Gray respondió rápidamente, presionando el teléfono contra su oreja.
—¿Hola?
¿Selina?
¿Hay algún prob
Pero antes de que pudiera decir algo más, una voz apresurada llegó desde el otro lado.
La voz era fuerte, pánica y sin aliento.
—¡Gray!
—gritó Selina en voz alta—.
¡Estamos en el hospital!
¡Lily…
Lily dijo que se sentía mal!
¡No sé qué pasó, pero dijo que le duele la barriga!
Gray palideció al escuchar esas palabras.
Su mano se tensó alrededor del teléfono.
Su espalda se enderezó instantáneamente, y el aire a su alrededor pareció congelarse.
—¿Qué?
—dijo Gray, con voz aguda—.
¿Qué hospital?
—St.
Francis —respondió Selina rápidamente.
Su voz era temblorosa y apresurada.
Era evidente cómo estaba tratando de no entrar en pánico para poder decirle todo a Gray—.

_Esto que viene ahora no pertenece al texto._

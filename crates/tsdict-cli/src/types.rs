use std::path::PathBuf;

use tsdict_model::Band;

#[derive(Debug)]
pub struct RunSummary {
    pub input: PathBuf,
    pub output: PathBuf,
    pub entries: usize,
    /// Numeric cells that were missing and render as `NaN`.
    pub missing_values: usize,
    pub categories: Vec<CategorySummary>,
    /// False for dry runs.
    pub written: bool,
}

#[derive(Debug)]
pub struct CategorySummary {
    pub label: String,
    pub value: String,
    pub band: Band,
    pub rows: usize,
}
//! Recognized target fields.

use std::fmt;
use std::str::FromStr;

use serde::Deserialize;

use crate::error::ModelError;

/// Number of numeric fields carried by every entry.
pub const NUMERIC_FIELD_COUNT: usize = 12;

/// A programmatic field a source column can be mapped onto.
///
/// `Name` carries the display name; every other variant is a numeric
/// nutrient-per-unit value (or the displacement factor).
#[derive(Debug, Clone, Copy, PartialEq, Eq, Hash, PartialOrd, Ord, Deserialize)]
#[serde(rename_all = "snake_case")]
pub enum Field {
    Name,
    CalPerUnit,
    ProteinPerUnit,
    CalciumPerUnit,
    PhosPerUnit,
    KaliumPerUnit,
    NatriumPerUnit,
    MagnesiumPerUnit,
    RetinolPerUnit,
    VitDPerUnit,
    CarbPerUnit,
    FatPerUnit,
    Displacement,
}

impl Field {
    /// Numeric fields in emission order.
    pub const NUMERIC: [Field; NUMERIC_FIELD_COUNT] = [
        Field::CalPerUnit,
        Field::ProteinPerUnit,
        Field::CalciumPerUnit,
        Field::PhosPerUnit,
        Field::KaliumPerUnit,
        Field::NatriumPerUnit,
        Field::MagnesiumPerUnit,
        Field::RetinolPerUnit,
        Field::VitDPerUnit,
        Field::CarbPerUnit,
        Field::FatPerUnit,
        Field::Displacement,
    ];

    /// Identifier used for this field in generated code.
    pub fn ident(self) -> &'static str {
        match self {
            Field::Name => "name",
            Field::CalPerUnit => "cal_per_unit",
            Field::ProteinPerUnit => "protein_per_unit",
            Field::CalciumPerUnit => "calcium_per_unit",
            Field::PhosPerUnit => "phos_per_unit",
            Field::KaliumPerUnit => "kalium_per_unit",
            Field::NatriumPerUnit => "natrium_per_unit",
            Field::MagnesiumPerUnit => "magnesium_per_unit",
            Field::RetinolPerUnit => "retinol_per_unit",
            Field::VitDPerUnit => "vit_d_per_unit",
            Field::CarbPerUnit => "carb_per_unit",
            Field::FatPerUnit => "fat_per_unit",
            Field::Displacement => "displacement",
        }
    }

    pub fn is_numeric(self) -> bool {
        self != Field::Name
    }

    /// Position of this field inside [`Field::NUMERIC`].
    pub fn numeric_index(self) -> Option<usize> {
        Field::NUMERIC.iter().position(|field| *field == self)
    }
}

impl fmt::Display for Field {
    fn fmt(&self, f: &mut fmt::Formatter<'_>) -> fmt::Result {
        f.write_str(self.ident())
    }
}

impl FromStr for Field {
    type Err = ModelError;

    fn from_str(value: &str) -> Result<Self, Self::Err> {
        let trimmed = value.trim();
        if trimmed == Field::Name.ident() {
            return Ok(Field::Name);
        }
        Field::NUMERIC
            .iter()
            .copied()
            .find(|field| field.ident() == trimmed)
            .ok_or_else(|| ModelError::UnknownField(trimmed.to_string()))
    }
}

#[cfg(test)]
mod tests {
    use super::*;

    #[test]
    fn numeric_fields_exclude_name() {
        assert!(!Field::NUMERIC.contains(&Field::Name));
        assert_eq!(Field::Name.numeric_index(), None);
        assert_eq!(Field::CalPerUnit.numeric_index(), Some(0));
        assert_eq!(Field::Displacement.numeric_index(), Some(11));
    }

    #[test]
    fn ident_round_trips_through_from_str() {
        for field in Field::NUMERIC.iter().copied().chain([Field::Name]) {
            assert_eq!(field.ident().parse::<Field>().unwrap(), field);
        }
        assert!(matches!(
            "sugar_per_unit".parse::<Field>(),
            Err(ModelError::UnknownField(name)) if name == "sugar_per_unit"
        ));
    }

    #[derive(Deserialize)]
    struct Wrapper {
        field: Field,
    }

    #[test]
    fn serde_names_match_idents() {
        for field in Field::NUMERIC {
            let parsed: Wrapper = toml::from_str(&format!("field = \"{}\"", field.ident())).unwrap();
            assert_eq!(parsed.field, field);
        }
        let parsed: Wrapper = toml::from_str("field = \"name\"").unwrap();
        assert_eq!(parsed.field, Field::Name);
        assert!(toml::from_str::<Wrapper>("field = \"sugar_per_unit\"").is_err());
    }
}
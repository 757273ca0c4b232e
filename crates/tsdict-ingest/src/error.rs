//! Error types for table ingestion.

use std::path::PathBuf;
use thiserror::Error;
use tsdict_model::ModelError;

/// Errors that can occur while loading and mapping the source table.
#[derive(Debug, Error)]
pub enum IngestError {
    // === File System Errors ===
    /// CSV file not found.
    #[error("CSV file not found: {path}")]
    FileNotFound { path: PathBuf },

    /// Failed to read file.
    #[error("failed to read file {path}: {source}")]
    FileRead {
        path: PathBuf,
        #[source]
        source: std::io::Error,
    },

    // === CSV Parsing Errors ===
    /// The file is not well-formed delimited text.
    #[error("failed to parse CSV {path}: {message}")]
    CsvParse { path: PathBuf, message: String },

    /// The file has no header row.
    #[error("could not detect header row in {path}")]
    NoHeaderDetected { path: PathBuf },

    // === Mapping Errors ===
    /// A header listed in the column mapping is absent from the file.
    #[error("required column '{column}' not found in {path}")]
    MissingColumn { column: String, path: PathBuf },

    /// A row has an empty display name.
    #[error("empty product name on line {line} of {path}")]
    EmptyName { path: PathBuf, line: u64 },

    /// A numeric cell is neither a number nor a missing-value marker.
    #[error("invalid number '{value}' in column '{column}' on line {line} of {path}")]
    InvalidNumber {
        path: PathBuf,
        line: u64,
        column: String,
        value: String,
    },

    /// A mapped value was rejected by the row model.
    #[error(transparent)]
    Model(#[from] ModelError),
}

/// Result type for ingestion operations.
pub type Result<T> = std::result::Result<T, IngestError>;
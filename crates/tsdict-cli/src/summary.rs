use comfy_table::modifiers::UTF8_ROUND_CORNERS;
use comfy_table::presets::UTF8_FULL_CONDENSED;
use comfy_table::{Attribute, Cell, CellAlignment, Color, ContentArrangement, Table};

use tsdict_cli::types::RunSummary;

pub fn print_summary(summary: &RunSummary) {
    if summary.written {
        println!(
            "Successfully wrote updated db to {}",
            summary.output.display()
        );
    } else {
        println!("Dry run: {} was not written", summary.output.display());
    }
    println!("{}", summary_table(summary));
}

pub fn summary_table(summary: &RunSummary) -> Table {
    let mut table = Table::new();
    table.set_header(vec![
        header_cell("Category"),
        header_cell("Value"),
        header_cell("Band"),
        header_cell("Entries"),
    ]);
    apply_table_style(&mut table);
    align_column(&mut table, 3, CellAlignment::Right);
    for category in &summary.categories {
        table.add_row(vec![
            Cell::new(&category.label)
                .fg(Color::Blue)
                .add_attribute(Attribute::Bold),
            Cell::new(&category.value),
            dim_cell(category.band),
            count_cell(category.rows),
        ]);
    }
    table.add_row(vec![
        Cell::new("TOTAL")
            .fg(Color::Cyan)
            .add_attribute(Attribute::Bold),
        dim_cell("-"),
        dim_cell(format!("{} missing values", summary.missing_values)),
        Cell::new(summary.entries).add_attribute(Attribute::Bold),
    ]);
    table
}

fn apply_table_style(table: &mut Table) {
    table
        .load_preset(UTF8_FULL_CONDENSED)
        .apply_modifier(UTF8_ROUND_CORNERS)
        .set_content_arrangement(ContentArrangement::Dynamic)
        .set_width(100);
}

fn align_column(table: &mut Table, index: usize, alignment: CellAlignment) {
    if let Some(column) = table.column_mut(index) {
        column.set_cell_alignment(alignment);
    }
}

fn header_cell(label: &str) -> Cell {
    Cell::new(label)
        .fg(Color::Cyan)
        .add_attribute(Attribute::Bold)
}

fn count_cell(count: usize) -> Cell {
    if count > 0 {
        Cell::new(count)
    } else {
        // An empty band usually means the input rows were reordered.
        Cell::new(count).fg(Color::Yellow)
    }
}

fn dim_cell<T: ToString>(value: T) -> Cell {
    Cell::new(value).fg(Color::DarkGrey)
}

#[cfg(test)]
mod tests {
    use std::path::PathBuf;

    use tsdict_model::Band;

    use super::*;
    use tsdict_cli::types::CategorySummary;

    #[test]
    fn table_lists_categories_and_total() {
        let summary = RunSummary {
            input: PathBuf::from("data/dbtagged.csv"),
            output: PathBuf::from("src/utils.ts"),
            entries: 9,
            missing_values: 4,
            categories: vec![
                CategorySummary {
                    label: "Milk".to_string(),
                    value: "f1".to_string(),
                    band: Band::new(0, Some(7)),
                    rows: 7,
                },
                CategorySummary {
                    label: "Liquid Pediatric".to_string(),
                    value: "f2".to_string(),
                    band: Band::new(7, None),
                    rows: 2,
                },
            ],
            written: true,
        };
        let mut table = summary_table(&summary);
        table.force_no_tty();
        let rendered = table.to_string();

        assert!(rendered.contains("Milk"));
        assert!(rendered.contains("0..7"));
        assert!(rendered.contains("7.."));
        assert!(rendered.contains("4 missing values"));
        assert!(rendered.contains("TOTAL"));
    }
}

Estamos en urgencias ahora mismo.
No sabía qué hacer…
¡estaba llorando y encogida de dolor, y luego dijo que se sentía mareada!
Gray, te juro que la traje aquí lo más rápido que pude.
¡Estaba tan asustada!
Gray se levantó tan rápido que su silla raspó ruidosamente contra el suelo.
Su corazón latía con fuerza en sus oídos.
—Voy para allá —dijo—.
Estoy en camino ahora mismo.
—Está bien —susurró Selina—.
Te esperaremos.
«Por favor…
espero que nada malo le pase a Lily».
Gray solo podía suplicar en silencio.